La filière « privée » : En
vertu de cette option, l'affilié choisit son médecin traitant qui
doit être conventionné. La filière « remboursement
» : cette dernière filière est très proche du
régime
optionnel qui était en application pour les
affiliés de la CNRPS. En cas d'option pour la filière
«remboursement», l'assuré doit avancer la totalité des
frais de soins, mais, le remboursement ne couvre qu'une partie de ces
frais.
Sans entrer dans le détail concernant, qui peut
opter pour une filière et qui n'a pas ce droit de choix (exemple : les
assurés du régime instauré par la loi 2002-32), et outre
ce régime d'AMO, il y a aussi un régime d'assistance publique
médicale appelée "Assistance Médicale Gratuite" (soins
à tarif réduit : AMG2 et soins gratuits: AMG1).
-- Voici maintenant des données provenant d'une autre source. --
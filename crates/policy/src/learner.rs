//! Learner trait
//!
//! Pluggable action-selection and update strategies. A learner owns all of
//! its mutable state; concurrent updates from multiple trajectories are not
//! safe and must be serialized by the caller (one update loop per learner).

use chrono::{DateTime, Utc};
use parking_lot::Mutex;
use serde_json::Value;
use std::collections::BTreeMap;
use std::sync::Arc;

use collections_agent_core::{legal_actions, Action, ObservationState, Result, MAIN_FLOW, SPECIAL_STATES};

use serde::{Deserialize, Serialize};

/// Read-only view of what a learner has learned.
#[derive(Debug, Clone, Serialize, Deserialize)]
pub struct PolicySnapshot {
    pub learner: String,
    /// Greedy action per dialogue state, probed with a canonical
    /// observation for that state.
    pub greedy_actions: BTreeMap<String, Action>,
    /// Raw weights or table, learner-specific shape.
    pub parameters: Value,
    pub episodes_trained: u64,
    pub last_updated: Option<DateTime<Utc>>,
}

/// An action-selection/update strategy.
pub trait Learner: Send {
    /// Stable name used in reports and persisted payloads.
    fn name(&self) -> &'static str;

    /// Choose one of the legal actions for this observation.
    ///
    /// `legal` is never empty; the returned action is always drawn from it.
    fn select_action(&mut self, observation: &ObservationState, legal: &[Action]) -> Action;

    /// Incorporate one step of experience.
    ///
    /// `next_state` is `None` on the terminal step; when `done` is true the
    /// update must not depend on `next_state`'s content.
    fn update(
        &mut self,
        state: &ObservationState,
        action: Action,
        reward: f64,
        next_state: Option<&ObservationState>,
        done: bool,
    );

    /// Read-only snapshot; never mutates the learner.
    fn snapshot(&self) -> PolicySnapshot;

    /// Serialize learned state to an opaque string.
    fn save(&self) -> Result<String>;

    /// Restore from a `save` payload.
    ///
    /// A malformed payload is fatal at load time and leaves the learner
    /// untouched.
    fn load(&mut self, payload: &str) -> Result<()>;

    /// Discard everything learned and start fresh.
    fn reset(&mut self);

    fn episodes_trained(&self) -> u64;
}

/// Single-writer handle to a learner shared across environments.
///
/// Every call locks the learner, so concurrent trajectories can never
/// interleave updates against the same table or weights. Clones share the
/// same underlying learner.
#[derive(Clone)]
pub struct SharedLearner {
    inner: Arc<Mutex<Box<dyn Learner>>>,
}

impl SharedLearner {
    pub fn new(learner: Box<dyn Learner>) -> Self {
        Self {
            inner: Arc::new(Mutex::new(learner)),
        }
    }
}

impl Learner for SharedLearner {
    fn name(&self) -> &'static str {
        self.inner.lock().name()
    }

    fn select_action(&mut self, observation: &ObservationState, legal: &[Action]) -> Action {
        self.inner.lock().select_action(observation, legal)
    }

    fn update(
        &mut self,
        state: &ObservationState,
        action: Action,
        reward: f64,
        next_state: Option<&ObservationState>,
        done: bool,
    ) {
        self.inner.lock().update(state, action, reward, next_state, done)
    }

    fn snapshot(&self) -> PolicySnapshot {
        self.inner.lock().snapshot()
    }

    fn save(&self) -> Result<String> {
        self.inner.lock().save()
    }

    fn load(&mut self, payload: &str) -> Result<()> {
        self.inner.lock().load(payload)
    }

    fn reset(&mut self) {
        self.inner.lock().reset()
    }

    fn episodes_trained(&self) -> u64 {
        self.inner.lock().episodes_trained()
    }
}

/// Canonical probe observation for one dialogue state.
///
/// Used to report a per-state greedy action in snapshots.
pub(crate) fn probe_observation(
    state: collections_agent_core::DialogueState,
) -> ObservationState {
    use collections_agent_core::{DaysPastDueBucket, DebtBucket, Sentiment};
    ObservationState {
        dialogue_state: state,
        turn_count: 0,
        time_in_state: 0,
        debt_bucket: DebtBucket::Medium,
        days_past_due_bucket: DaysPastDueBucket::D60,
        prior_attempts: 0,
        identity_verified: false,
        disclosure_complete: false,
        last_signal: None,
        sentiment: Sentiment::Neutral,
        objections_raised: 0,
        offers_made: 0,
    }
}

/// Greedy action per dialogue state for any value function.
pub(crate) fn greedy_by_state(
    mut value: impl FnMut(&ObservationState, Action) -> f64,
) -> BTreeMap<String, Action> {
    let mut map = BTreeMap::new();
    for state in MAIN_FLOW.iter().chain(SPECIAL_STATES.iter()) {
        let obs = probe_observation(*state);
        let legal = legal_actions(*state);
        let mut best = legal[0];
        let mut best_value = value(&obs, best);
        for &action in &legal[1..] {
            let v = value(&obs, action);
            if v > best_value {
                best = action;
                best_value = v;
            }
        }
        map.insert(state.as_str().to_string(), best);
    }
    map
}

#[cfg(test)]
mod tests {
    use super::*;
    use crate::learners::RandomLearner;
    use collections_agent_core::DialogueState;

    #[test]
    fn test_greedy_by_state_covers_every_state() {
        let map = greedy_by_state(|_, action| action.index() as f64);
        assert_eq!(map.len(), 14);
        // Highest-index legal action wins under this value function.
        assert_eq!(map["do_not_contact"], Action::EndCall);
    }

    #[test]
    fn test_shared_learner_serializes_access() {
        let mut shared = SharedLearner::new(Box::new(RandomLearner::new(5)));
        let obs = probe_observation(DialogueState::Opening);
        let legal = legal_actions(DialogueState::Opening);

        let mut clone = shared.clone();
        clone.update(&obs, Action::Greet, 1.0, None, true);
        // The clone mutated the same underlying learner.
        assert_eq!(shared.episodes_trained(), 1);
        assert!(legal.contains(&shared.select_action(&obs, legal)));
    }
}
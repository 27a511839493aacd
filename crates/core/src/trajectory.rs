//! Episode trajectory types
//!
//! A trajectory is built incrementally during one episode and is immutable
//! once the episode ends. Records are plain-serializable so external tooling
//! can persist and replay them.

use serde::{Deserialize, Serialize};

use crate::dialogue::{Action, DialogueState, Signal};
use crate::observation::ObservationState;
use crate::persona::Persona;

/// Why an episode ended.
#[derive(Debug, Clone, Copy, PartialEq, Eq, Hash, Serialize, Deserialize)]
#[serde(rename_all = "snake_case")]
pub enum TerminalReason {
    /// Truncated at the configured turn ceiling.
    MaxTurnsExceeded,
    /// Counterparty asked for contact to stop.
    StopContactRequested,
    /// A payment or plan was secured.
    PaymentSecured,
    /// A follow-up call was scheduled.
    CallbackScheduled,
    /// Counterparty hung up.
    Hangup,
    /// Handed off to a human agent.
    Escalated,
    /// Debt disputed; collection paused pending validation.
    DisputeOpened,
    /// Contact was not the debtor.
    WrongPartyIdentified,
    /// Do-not-contact recorded from case flags.
    DoNotContactRecorded,
    /// A compliance check blocked the call outright.
    ComplianceHalt,
    /// Call ran its course without an agreement.
    CompletedNoAgreement,
}

impl TerminalReason {
    pub fn as_str(&self) -> &'static str {
        match self {
            Self::MaxTurnsExceeded => "max_turns_exceeded",
            Self::StopContactRequested => "stop_contact_requested",
            Self::PaymentSecured => "payment_secured",
            Self::CallbackScheduled => "callback_scheduled",
            Self::Hangup => "hangup",
            Self::Escalated => "escalated",
            Self::DisputeOpened => "dispute_opened",
            Self::WrongPartyIdentified => "wrong_party_identified",
            Self::DoNotContactRecorded => "do_not_contact_recorded",
            Self::ComplianceHalt => "compliance_halt",
            Self::CompletedNoAgreement => "completed_no_agreement",
        }
    }
}

/// Final episode outcome, derived from the terminal reason only.
#[derive(Debug, Clone, Copy, PartialEq, Eq, Hash, Serialize, Deserialize)]
#[serde(rename_all = "snake_case")]
pub enum Outcome {
    Success,
    PartialSuccess,
    Hangup,
    Escalated,
    Failure,
}

impl From<TerminalReason> for Outcome {
    fn from(reason: TerminalReason) -> Self {
        match reason {
            TerminalReason::PaymentSecured => Self::Success,
            TerminalReason::CallbackScheduled => Self::PartialSuccess,
            TerminalReason::Hangup => Self::Hangup,
            TerminalReason::Escalated => Self::Escalated,
            TerminalReason::MaxTurnsExceeded
            | TerminalReason::StopContactRequested
            | TerminalReason::DisputeOpened
            | TerminalReason::WrongPartyIdentified
            | TerminalReason::DoNotContactRecorded
            | TerminalReason::ComplianceHalt
            | TerminalReason::CompletedNoAgreement => Self::Failure,
        }
    }
}

/// Decomposed reward for one step.
#[derive(Debug, Clone, Copy, PartialEq, Serialize, Deserialize, Default)]
pub struct RewardBreakdown {
    pub shaping: f64,
    pub terminal: f64,
    pub turn_penalty: f64,
    pub total: f64,
}

impl RewardBreakdown {
    pub fn new(shaping: f64, terminal: f64, turn_penalty: f64) -> Self {
        Self {
            shaping,
            terminal,
            turn_penalty,
            total: shaping + terminal + turn_penalty,
        }
    }
}

/// Diagnostic information attached to every step.
#[derive(Debug, Clone, Serialize, Deserialize, Default)]
pub struct StepInfo {
    pub turn: u32,
    pub from_state: Option<DialogueState>,
    pub to_state: Option<DialogueState>,
    /// True when the transition was forced (hangup, signal, or compliance).
    pub forced: bool,
    pub transition_reason: Option<String>,
    pub agent_text: String,
    pub reply_text: String,
    pub signal: Option<Signal>,
    pub terminal_reason: Option<TerminalReason>,
    pub reward_breakdown: RewardBreakdown,
    pub compliance_risk: Option<String>,
}

/// One (s, a, r, s') step of an episode.
#[derive(Debug, Clone, Serialize, Deserialize)]
pub struct Transition {
    pub state: ObservationState,
    pub action: Action,
    pub reward: f64,
    pub next_state: ObservationState,
    pub done: bool,
    pub info: StepInfo,
}

/// Ordered transitions of one finished or in-flight episode.
#[derive(Debug, Clone, Serialize, Deserialize)]
pub struct Trajectory {
    pub transitions: Vec<Transition>,
    pub total_return: f64,
    pub outcome: Option<Outcome>,
    pub persona: Persona,
}

impl Trajectory {
    pub fn new(persona: Persona) -> Self {
        Self {
            transitions: Vec::new(),
            total_return: 0.0,
            outcome: None,
            persona,
        }
    }

    pub fn push(&mut self, transition: Transition) {
        self.total_return += transition.reward;
        self.transitions.push(transition);
    }

    pub fn len(&self) -> usize {
        self.transitions.len()
    }

    pub fn is_empty(&self) -> bool {
        self.transitions.is_empty()
    }
}

#[cfg(test)]
mod tests {
    use super::*;

    #[test]
    fn test_breakdown_total_is_sum() {
        let b = RewardBreakdown::new(2.0, -5.0, -0.1);
        assert!((b.total - (-3.1)).abs() < 1e-12);
    }

    #[test]
    fn test_outcome_mapping() {
        assert_eq!(Outcome::from(TerminalReason::PaymentSecured), Outcome::Success);
        assert_eq!(
            Outcome::from(TerminalReason::CallbackScheduled),
            Outcome::PartialSuccess
        );
        assert_eq!(Outcome::from(TerminalReason::Hangup), Outcome::Hangup);
        assert_eq!(Outcome::from(TerminalReason::MaxTurnsExceeded), Outcome::Failure);
    }
}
Encore il est
question d'éthique et d'équité, puisque les
bénéficiaires sont obligés de se soigner uniquement dans
les structures publiques et que leur nombre ne cesse d'augmenter. Ce
régime d'assistance médicale est géré par la
direction générale de la promotion sociale (Ministère des
affaires sociales, de la solidarité et des tunisiens à
l'étranger ; l'appellation peut éventuellement
changer).
On peut remarquer que le système de
santé tunisien a mis ses premiers pas sur le chemin de la transition
vers la CMU avant même l'instauration du régime d'AMO en 2007
(exemples : le régime des étudiants, la jeune fille
au foyer, l'assistance médicale gratuite, l'année de couverture
supplémentaire pour les titulaires de diplômes supérieurs
suite à la loi de 2006). La Tunisie figure aussi parmi les
pays qui ont mis en oeuvre une politique de santé visant à
assurer l'accès aux soins à toute la population sans distinction.
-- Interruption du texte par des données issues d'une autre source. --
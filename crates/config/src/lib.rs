//! Layered configuration for the collections agent trainer
//!
//! - `Settings`: main application settings (files + env overrides)
//! - `ComplianceConfig`: regulatory rule tables
//! - `RewardConfig`: shaping/terminal/penalty constants
//! - `LearnerParams`: learner hyper-parameters

pub mod compliance;
pub mod learning;
pub mod rewards;
pub mod settings;

pub use compliance::{ComplianceConfig, DISCLOSURE_STATEMENT};
pub use learning::LearnerParams;
pub use rewards::RewardConfig;
pub use settings::{load_settings, EpisodeSettings, RuntimeEnvironment, Settings, TrainingSettings};

/// Errors when loading configuration.
#[derive(Debug, Clone, thiserror::Error)]
pub enum ConfigError {
    #[error("failed to load configuration: {0}")]
    Load(String),

    #[error("failed to parse configuration: {0}")]
    Parse(String),
}
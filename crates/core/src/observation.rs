//! Observation state and discretization key
//!
//! `ObservationState` is the bounded feature record the learners see; a
//! fresh instance is derived every turn and never mutated in place.
//! `StateKey` is its deterministic string encoding with every unbounded
//! counter clamped, keeping the tabular state space finite.

use serde::{Deserialize, Serialize};

use crate::dialogue::{DialogueState, Signal};

/// Clamp ceilings applied when encoding a `StateKey`.
///
/// Changing any ceiling changes the effective tabular state space and must
/// be versioned together with any persisted Q-table.
pub mod clamps {
    pub const TURN_COUNT: u32 = 20;
    pub const TIME_IN_STATE: u32 = 5;
    pub const PRIOR_ATTEMPTS: u32 = 5;
    pub const OBJECTIONS_RAISED: u32 = 3;
    pub const OFFERS_MADE: u32 = 3;
}

/// Debt amount bucket.
#[derive(Debug, Clone, Copy, PartialEq, Eq, Hash, Serialize, Deserialize)]
#[serde(rename_all = "snake_case")]
pub enum DebtBucket {
    Low,
    Medium,
    High,
}

impl DebtBucket {
    pub fn as_str(&self) -> &'static str {
        match self {
            Self::Low => "low",
            Self::Medium => "medium",
            Self::High => "high",
        }
    }

    pub fn index(&self) -> usize {
        match self {
            Self::Low => 0,
            Self::Medium => 1,
            Self::High => 2,
        }
    }
}

/// Days-past-due bucket.
#[derive(Debug, Clone, Copy, PartialEq, Eq, Hash, Serialize, Deserialize)]
#[serde(rename_all = "snake_case")]
pub enum DaysPastDueBucket {
    D30,
    D60,
    D90,
    D120Plus,
}

impl DaysPastDueBucket {
    pub fn as_str(&self) -> &'static str {
        match self {
            Self::D30 => "d30",
            Self::D60 => "d60",
            Self::D90 => "d90",
            Self::D120Plus => "d120plus",
        }
    }

    pub fn index(&self) -> usize {
        match self {
            Self::D30 => 0,
            Self::D60 => 1,
            Self::D90 => 2,
            Self::D120Plus => 3,
        }
    }
}

/// Coarse sentiment of the latest counterparty message.
#[derive(Debug, Clone, Copy, PartialEq, Eq, Hash, Serialize, Deserialize, Default)]
#[serde(rename_all = "snake_case")]
pub enum Sentiment {
    Positive,
    #[default]
    Neutral,
    Negative,
}

impl Sentiment {
    pub fn as_str(&self) -> &'static str {
        match self {
            Self::Positive => "positive",
            Self::Neutral => "neutral",
            Self::Negative => "negative",
        }
    }

    pub fn index(&self) -> usize {
        match self {
            Self::Positive => 0,
            Self::Neutral => 1,
            Self::Negative => 2,
        }
    }
}

/// Bounded feature record derived from the dialogue context, case facts,
/// and interaction history.
#[derive(Debug, Clone, PartialEq, Serialize, Deserialize)]
pub struct ObservationState {
    pub dialogue_state: DialogueState,
    pub turn_count: u32,
    pub time_in_state: u32,
    pub debt_bucket: DebtBucket,
    pub days_past_due_bucket: DaysPastDueBucket,
    pub prior_attempts: u32,
    pub identity_verified: bool,
    pub disclosure_complete: bool,
    pub last_signal: Option<Signal>,
    pub sentiment: Sentiment,
    pub objections_raised: u32,
    pub offers_made: u32,
}

impl ObservationState {
    /// Deterministic hashable key with all counters clamped.
    ///
    /// Equal observations (post-clamp) always produce identical keys.
    pub fn state_key(&self) -> StateKey {
        StateKey::from_observation(self)
    }
}

/// Canonical string key for tabular storage.
#[derive(Debug, Clone, PartialEq, Eq, Hash, Serialize, Deserialize)]
pub struct StateKey(String);

impl StateKey {
    pub fn from_observation(obs: &ObservationState) -> Self {
        let key = format!(
            "s={}|t={}|ts={}|db={}|dpd={}|pa={}|iv={}|dc={}|ls={}|sn={}|ob={}|of={}",
            obs.dialogue_state.as_str(),
            obs.turn_count.min(clamps::TURN_COUNT),
            obs.time_in_state.min(clamps::TIME_IN_STATE),
            obs.debt_bucket.as_str(),
            obs.days_past_due_bucket.as_str(),
            obs.prior_attempts.min(clamps::PRIOR_ATTEMPTS),
            u8::from(obs.identity_verified),
            u8::from(obs.disclosure_complete),
            obs.last_signal.map(|s| s.as_str()).unwrap_or("none"),
            obs.sentiment.as_str(),
            obs.objections_raised.min(clamps::OBJECTIONS_RAISED),
            obs.offers_made.min(clamps::OFFERS_MADE),
        );
        Self(key)
    }

    /// Rehydrate a key from its persisted string form.
    pub fn from_raw(raw: impl Into<String>) -> Self {
        Self(raw.into())
    }

    pub fn as_str(&self) -> &str {
        &self.0
    }

    /// Dialogue state embedded in the key.
    ///
    /// Lets a learner recover the legal-action set of a hypothetical state
    /// without any live session.
    pub fn dialogue_state(&self) -> Option<DialogueState> {
        self.0
            .split('|')
            .find_map(|token| token.strip_prefix("s="))
            .and_then(DialogueState::from_token)
    }
}

impl std::fmt::Display for StateKey {
    fn fmt(&self, f: &mut std::fmt::Formatter<'_>) -> std::fmt::Result {
        f.write_str(&self.0)
    }
}

#[cfg(test)]
mod tests {
    use super::*;

    fn observation() -> ObservationState {
        ObservationState {
            dialogue_state: DialogueState::Negotiation,
            turn_count: 7,
            time_in_state: 2,
            debt_bucket: DebtBucket::Medium,
            days_past_due_bucket: DaysPastDueBucket::D90,
            prior_attempts: 1,
            identity_verified: true,
            disclosure_complete: true,
            last_signal: Some(Signal::Objection),
            sentiment: Sentiment::Negative,
            objections_raised: 1,
            offers_made: 2,
        }
    }

    #[test]
    fn test_state_key_is_pure() {
        let obs = observation();
        assert_eq!(obs.state_key(), obs.state_key());
    }

    #[test]
    fn test_state_key_clamps_turn_count() {
        let mut high = observation();
        high.turn_count = 37;
        let mut at_ceiling = observation();
        at_ceiling.turn_count = clamps::TURN_COUNT;
        assert_eq!(high.state_key(), at_ceiling.state_key());

        let mut below = observation();
        below.turn_count = clamps::TURN_COUNT - 1;
        assert_ne!(below.state_key(), at_ceiling.state_key());
    }

    #[test]
    fn test_state_key_clamps_all_counters() {
        let mut a = observation();
        a.time_in_state = 99;
        a.prior_attempts = 99;
        a.objections_raised = 99;
        a.offers_made = 99;
        let mut b = observation();
        b.time_in_state = clamps::TIME_IN_STATE;
        b.prior_attempts = clamps::PRIOR_ATTEMPTS;
        b.objections_raised = clamps::OBJECTIONS_RAISED;
        b.offers_made = clamps::OFFERS_MADE;
        assert_eq!(a.state_key(), b.state_key());
    }

    #[test]
    fn test_dialogue_state_recoverable_from_key() {
        let key = observation().state_key();
        assert_eq!(key.dialogue_state(), Some(DialogueState::Negotiation));
    }

    #[test]
    fn test_distinct_states_distinct_keys() {
        let a = observation();
        let mut b = observation();
        b.dialogue_state = DialogueState::PaymentSetup;
        assert_ne!(a.state_key(), b.state_key());
    }
}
En effet, la loi n° 91- 63 du 29 juillet 1991 relative à
l'organisation sanitaire a visé une réduction des
inégalités régionales en termes de distribution
géographique des structures publiques de soins. Cette réforme
d'AMO pourrait renforcer et tracer le chemin vers l'objectif de la couverture
universelle, rien que par l'inspiration de l'idée en elle-même.
Peut-on vraiment parvenir à cet objectif en Tunisie?